#### TASK REQUIREMENTS:
Would you print the records as they stand, down to the last character?

#### PROVIDED ENTRIES:

----------------

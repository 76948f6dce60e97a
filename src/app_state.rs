//! Shared application state injected into all Axum handlers.

use std::sync::Arc;

use crate::service::BrokerServer;

/// Shared application state available to all handlers via Axum's
/// `State` extractor.
#[derive(Debug, Clone)]
pub struct AppState {
    /// Broker service owning the gate and the client registry.
    pub broker: Arc<BrokerServer>,
}
//! Service layer: relay orchestration.
//!
//! The [`BrokerServer`] ties the authorization gate to the client registry
//! for both the subscribe handshake and the publish path.

pub mod broker;

pub use broker::BrokerServer;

----------------

#### RESULT FOR THIS EXERCISE:
repository 76948f6dce60e97a
filename src/app_state.rs
//! Shared application state injected into all Axum handlers.

use std::sync::Arc;

use crate::service::BrokerServer;

/// Shared application state available to all handlers via Axum's
/// `State` extractor.
#[derive(Debug, Clone)]
pub struct AppState {
    /// Broker service owning the gate and the client registry.
    pub broker: Arc<BrokerServer>,
}
//! Service layer: relay orchestration.
//!
//! The [`BrokerServer`] ties the authorization gate to the client registry
//! for both the subscribe handshake and the publish path.

pub mod broker;

pub use broker::BrokerServer;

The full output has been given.